Gola malimbe
- Conservation status: Near Threatened (IUCN 3.1)

Scientific classification
- Kingdom: Animalia
- Phylum: Chordata
- Class: Aves
- Order: Passeriformes
- Family: Ploceidae
- Genus: Malimbus
- Species: M. ballmanni
- Binomial name: Malimbus ballmanni Wolters, 1974

= Gola malimbe =

- Authority: Wolters, 1974
- Conservation status: NT

Species of bird

The Gola malimbe or Ballmann's malimbe (Malimbus ballmanni) is a species of bird in the family Ploceidae.

==Description==
The Gola malimbe is a black forest weaver, the males have an orange-yellow nape, bright golden-yellow crescent on the breast and golden yellow patch on the vent. The female is almost completely black with an indistinct yellowish crescent on the breast. Juveniles are similar to the adults but duller and the yellow on the breast extends to the throat.. Length is 17 cm.

===Voice===
The males song includes a series of unmusical, chattering sounds followed by a wheezing phrase and lasts roughly three seconds "cheg chig cheg cheg chega zzzzzzzzzzzzzzzz", and is similar to that of the village weaver. The females' song is similar but lacks the wheezing part at the end "cheg cheg chig chag chaaag cheg chiiig".

==Distribution and habitat==
The Gola malimbe is found in west Africa where there are three known populations, the first in the Gola Forest in Sierra Leone and in western Liberia, the second from eastern Liberia to western Ivory Coast and the third in Diecke Forest Reserve in Guinea.
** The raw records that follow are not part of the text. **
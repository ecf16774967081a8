//! Configuration types for the [`TurnRunner`](super::turn::TurnRunner).
//!
//! ```ignore
//! let config = TurnConfig::new()
//!     .with_model("anthropic/claude-sonnet-4")
//!     .with_max_rounds(8)
//!     .with_temperature(0.3);
//! ```

use crate::api::GenerateConfig;

// ── Generic toggle ────────────────────────────────────────────────

/// Generic enabled/disabled wrapper for optional module configurations.
///
/// When `enabled` is `false`, the module is skipped regardless of the inner
/// config values.
#[derive(Debug, Clone)]
pub struct Toggle<T: Default> {
    pub enabled: bool,
    pub config: T,
}

impl<T: Default> Toggle<T> {
    pub fn enabled(config: T) -> Self {
        Self {
            enabled: true,
            config,
        }
    }

    /// A disabled instance with default inner config.
    pub fn disabled() -> Self {
        Self {
            enabled: false,
            config: T::default(),
        }
    }

    /// The inner config when enabled.
    pub fn active(&self) -> Option<&T> {
        self.enabled.then_some(&self.config)
    }
}

impl<T: Default> Default for Toggle<T> {
    fn default() -> Self {
        Self::enabled(T::default())
    }
}

// ── Turn config ───────────────────────────────────────────────────

/// Default cap on model calls per turn.
pub const DEFAULT_MAX_ROUNDS: u32 = 10;

/// Settings for one user turn.
#[derive(Debug, Clone)]
pub struct TurnConfig {
    /// Model calls allowed before the turn fails with a round-limit error.
    pub max_rounds: u32,
    /// Passed to every `generate` call. Tool definitions are filled in from
    /// the runner's tool set.
    pub generate: GenerateConfig,
    /// Retry once with the newest user message force-truncated when pinned
    /// items alone exceed the budget.
    pub force_truncate_on_overflow: bool,
}

impl Default for TurnConfig {
    fn default() -> Self {
        Self {
            max_rounds: DEFAULT_MAX_ROUNDS,
            generate: GenerateConfig::default(),
            force_truncate_on_overflow: false,
        }
    }
}

impl TurnConfig {
    pub fn new() -> Self {
        Self::default()
    }

    pub fn with_max_rounds(mut self, rounds: u32) -> Self {
        self.max_rounds = rounds.max(1);
        self
    }

    pub fn with_model(mut self, model: impl Into<String>) -> Self {
        self.generate = self.generate.with_model(model);
        self
    }

    pub fn with_max_tokens(mut self, max_tokens: u32) -> Self {
        self.generate = self.generate.with_max_tokens(max_tokens);
        self
    }

    pub fn with_temperature(mut self, temperature: f32) -> Self {
        self.generate = self.generate.with_temperature(temperature);
        self
    }

    pub fn with_force_truncate(mut self, enabled: bool) -> Self {
        self.force_truncate_on_overflow = enabled;
        self
    }
}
Its natural habitat is lowland primary rainforest, lightly logged forest and old secondary growth.

==Habits==
The Gola malimbe is usually found singly or in small groups in the canopy of the lower storey, between 8 and 22m from the ground, where it forages for insects. It will join mixed species flocks. There appear to be two breeding seasons, a minor breeding season in the short, intermediate dry season in July and August and a main breeding season in October and November

==Conservation==
The Gola malimbe is threatened by habitat loss, especially deforestation. Although it occurs in a number of protected areas these have been subject to illegal logging, especially in the lawlessness caused by civil conflicts within its range. Its conservation status is assessed as endangered.

==Etymology==
The common name and scientific name commemorate the German geoscientist Peter Ballmann who also collected birds, including one of the first specimens of this species.